7. Latest Research and Future Prospects (Research Stage Reports)

Section titled “7. Latest Research and Future Prospects (Research Stage Reports)”

The identification of the SOX18 transcription factor as a molecular target of propranolol has raised expectations for the development of more selective therapies 2). SOX18 regulates angiogenesis downstream of the Ras/MAPK pathway, and specific inhibition of this pathway may lead to reduced side effects.

The following syndromes are known to be associated with infantile hemangioma.

  • PHACES syndrome: A condition that combines posterior fossa anomalies, large facial hemangioma, arterial anomalies, cardiac anomalies, eye anomalies, and sternal clefting. There is a risk of cerebrovascular stenosis, and careful evaluation is necessary when using beta-blockers.
  • Kasabach-Merritt syndrome: A severe condition in which a giant hemangioma is complicated by thrombocytopenia and consumptive coagulopathy. It is more common in kaposiform hemangioendothelioma than in infantile hemangioma.
  • Maffucci syndrome: A combination of multiple enchondromas and multiple hemangiomas. There is a risk of malignant transformation.
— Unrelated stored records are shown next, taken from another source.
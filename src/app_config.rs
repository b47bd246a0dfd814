//! Optional config file supplying defaults for CLI flags.
//!
//! The file lives at `$XDG_CONFIG_HOME/chemly/config.toml` (or
//! `$HOME/.config/chemly/config.toml`) and holds flat `key = value` lines:
//!
//! ```text
//! pacing_ms = 2000
//! concurrency = 2
//! format = "json"            # tsv | json
//! base_url = "https://pubchem.ncbi.nlm.nih.gov/rest/pug"
//! verbosity = "quiet"        # default | verbose | quiet | debug
//! connect_timeout_secs = 10
//! read_timeout_secs = 30
//! ```

use std::env;
use std::fs;
use std::path::{Path, PathBuf};
use std::str::FromStr;

use anyhow::{Context, Result, anyhow, bail};
use chemly_core::{DEFAULT_PACING_INTERVAL, MAX_CONCURRENCY, MIN_CONCURRENCY};

use crate::cli::{MAX_PACING_MS, OutputFormat};

const TIMEOUT_RANGE_SECS: std::ops::RangeInclusive<u64> = 1..=3600;

/// Values read from the config file; `None` leaves the CLI default in place.
#[derive(Debug, Clone, Default)]
pub struct FileConfig {
    pub pacing_ms: Option<u64>,
    pub concurrency: Option<u8>,
    pub format: Option<OutputFormat>,
    pub base_url: Option<String>,
    pub verbosity: Option<VerbositySetting>,
    /// Gateway connect timeout in seconds.
    pub connect_timeout_secs: Option<u64>,
    /// Gateway whole-request timeout in seconds.
    pub read_timeout_secs: Option<u64>,
}

impl FileConfig {
    /// Applies the same range checks the CLI enforces on its flags.
    ///
    /// # Errors
    ///
    /// Names the first offending key and its accepted range.
    pub fn validate(&self) -> Result<()> {
        if let Some(concurrency) = self.concurrency {
            let workers = usize::from(concurrency);
            if !(MIN_CONCURRENCY..=MAX_CONCURRENCY).contains(&workers) {
                bail!(
                    "Invalid config value for `concurrency`: {concurrency}. Expected {MIN_CONCURRENCY}..={MAX_CONCURRENCY}"
                );
            }
        }

        let pacing_floor = pacing_floor_ms();
        if let Some(pacing_ms) = self.pacing_ms
            && !(pacing_floor..=MAX_PACING_MS).contains(&pacing_ms)
        {
            bail!(
                "Invalid config value for `pacing_ms`: {pacing_ms}. Expected {pacing_floor}..={MAX_PACING_MS}"
            );
        }

        if let Some(base_url) = self.base_url.as_deref()
            && !["http://", "https://"]
                .iter()
                .any(|scheme| base_url.starts_with(scheme))
        {
            bail!("Invalid config value for `base_url`: '{base_url}'. Expected an http(s) URL");
        }

        for (key, value) in [
            ("connect_timeout_secs", self.connect_timeout_secs),
            ("read_timeout_secs", self.read_timeout_secs),
        ] {
            if let Some(secs) = value
                && !TIMEOUT_RANGE_SECS.contains(&secs)
            {
                bail!(
                    "Invalid config value for `{key}`: {secs}. Expected {}..={}",
                    TIMEOUT_RANGE_SECS.start(),
                    TIMEOUT_RANGE_SECS.end()
                );
            }
        }

        Ok(())
    }
}

fn pacing_floor_ms() -> u64 {
    u64::try_from(DEFAULT_PACING_INTERVAL.as_millis()).unwrap_or(u64::MAX)
}

/// `verbosity` labels accepted in the config file.
#[derive(Debug, Clone, Copy, PartialEq, Eq)]
pub enum VerbositySetting {
    Default,
    Verbose,
    Quiet,
    Debug,
}

impl FromStr for VerbositySetting {
    type Err = anyhow::Error;

    fn from_str(label: &str) -> Result<Self> {
        Ok(match label {
            "default" => Self::Default,
            "verbose" => Self::Verbose,
            "quiet" => Self::Quiet,
            "debug" => Self::Debug,
            _ => bail!("Expected one of: default, verbose, quiet, debug"),
        })
    }
}

/// Where the config file was looked for, and what it held.
#[derive(Debug, Clone)]
pub struct LoadedConfig {
    /// `None` when neither `XDG_CONFIG_HOME` nor `HOME` is set.
    pub path: Option<PathBuf>,
    /// `None` when no file exists at `path`.
    pub config: Option<FileConfig>,
}

/// `$XDG_CONFIG_HOME/chemly/config.toml`, else `$HOME/.config/chemly/config.toml`.
#[must_use]
pub fn resolve_default_config_path() -> Option<PathBuf> {
    let non_empty = |name: &str| env::var_os(name).filter(|value| !value.is_empty());
    let config_home = non_empty("XDG_CONFIG_HOME")
        .map(PathBuf::from)
        .or_else(|| non_empty("HOME").map(|home| PathBuf::from(home).join(".config")))?;
    Some(config_home.join("chemly").join("config.toml"))
}

/// Reads the default config file when one exists.
///
/// # Errors
///
/// Fails when the file exists but cannot be read, parsed, or validated.
pub fn load_default_file_config() -> Result<LoadedConfig> {
    let path = resolve_default_config_path();
    let config = path
        .as_deref()
        .filter(|candidate| candidate.is_file())
        .map(load_file_config)
        .transpose()?;
    Ok(LoadedConfig { path, config })
}

fn load_file_config(path: &Path) -> Result<FileConfig> {
    let raw = fs::read_to_string(path)
        .with_context(|| format!("Failed to read config file '{}'", path.display()))?;
    parse_config_str(&raw)
        .with_context(|| format!("Failed to parse config file '{}'", path.display()))
}

fn parse_config_str(raw: &str) -> Result<FileConfig> {
    let mut cfg = FileConfig::default();
    for (line_number, raw_line) in (1..).zip(raw.lines()) {
        let line = strip_inline_comment(raw_line).trim();
        if line.is_empty() {
            continue;
        }
        let Some((key, value)) = line.split_once('=') else {
            bail!("Invalid config syntax on line {line_number}: expected key = value");
        };
        let (key, value) = (key.trim(), value.trim());
        let invalid = || format!("Invalid `{key}` value on line {line_number}");

        match key {
            "pacing_ms" => cfg.pacing_ms = Some(parse_unsigned(value).with_context(invalid)?),
            "concurrency" => cfg.concurrency = Some(parse_unsigned(value).with_context(invalid)?),
            "format" => {
                let label = quoted(value).with_context(invalid)?;
                cfg.format = Some(parse_format(label).with_context(invalid)?);
            }
            "base_url" => cfg.base_url = Some(quoted(value).with_context(invalid)?.to_string()),
            "verbosity" => {
                let label = quoted(value).with_context(invalid)?;
                cfg.verbosity = Some(label.parse().with_context(invalid)?);
            }
            "connect_timeout_secs" => {
                cfg.connect_timeout_secs = Some(parse_unsigned(value).with_context(invalid)?);
            }
            "read_timeout_secs" => {
                cfg.read_timeout_secs = Some(parse_unsigned(value).with_context(invalid)?);
            }
            unknown => bail!("Unknown configuration key: '{unknown}' on line {line_number}"),
        }
    }
    cfg.validate()?;
    Ok(cfg)
}

/// Cuts a `#` comment, ignoring `#` inside double quotes.
fn strip_inline_comment(line: &str) -> &str {
    let mut in_string = false;
    let cut = line.char_indices().find(|&(_, ch)| {
        if ch == '"' {
            in_string = !in_string;
        }
        ch == '#' && !in_string
    });
    cut.map_or(line, |(index, _)| &line[..index])
}

fn quoted(value: &str) -> Result<&str> {
    value
        .strip_prefix('"')
        .and_then(|rest| rest.strip_suffix('"'))
        .ok_or_else(|| anyhow!("Expected double-quoted string"))
}

fn parse_unsigned<T: TryFrom<u64>>(value: &str) -> Result<T> {
    let parsed: u64 = value
        .parse()
        .with_context(|| format!("Expected a non-negative integer, got '{value}'"))?;
    T::try_from(parsed).map_err(|_| anyhow!("Integer {parsed} is out of range"))
}

fn parse_format(label: &str) -> Result<OutputFormat> {
    match label {
        "tsv" => Ok(OutputFormat::Tsv),
        "json" => Ok(OutputFormat::Json),
        _ => bail!("Expected one of: tsv, json"),
    }
}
  1. Hammill AM, et al. Infantile hemangioma: a common lesion in a vulnerable population. Pediatr Dermatol. 2023. (PMC10139075)
  2. Overman J, Fontaine F, Wylie-Sears J, et al. A transcription factor is the target of propranolol treatment in infantile hemangioma. JCI Insight. 2022;7(6):e151109.
  3. Davies BW, Pierce KK, Holck DE. Capillary hemangioma treatment. Ophthalmology. 2012;119(9):1938.e1-2. PMID: 22944499.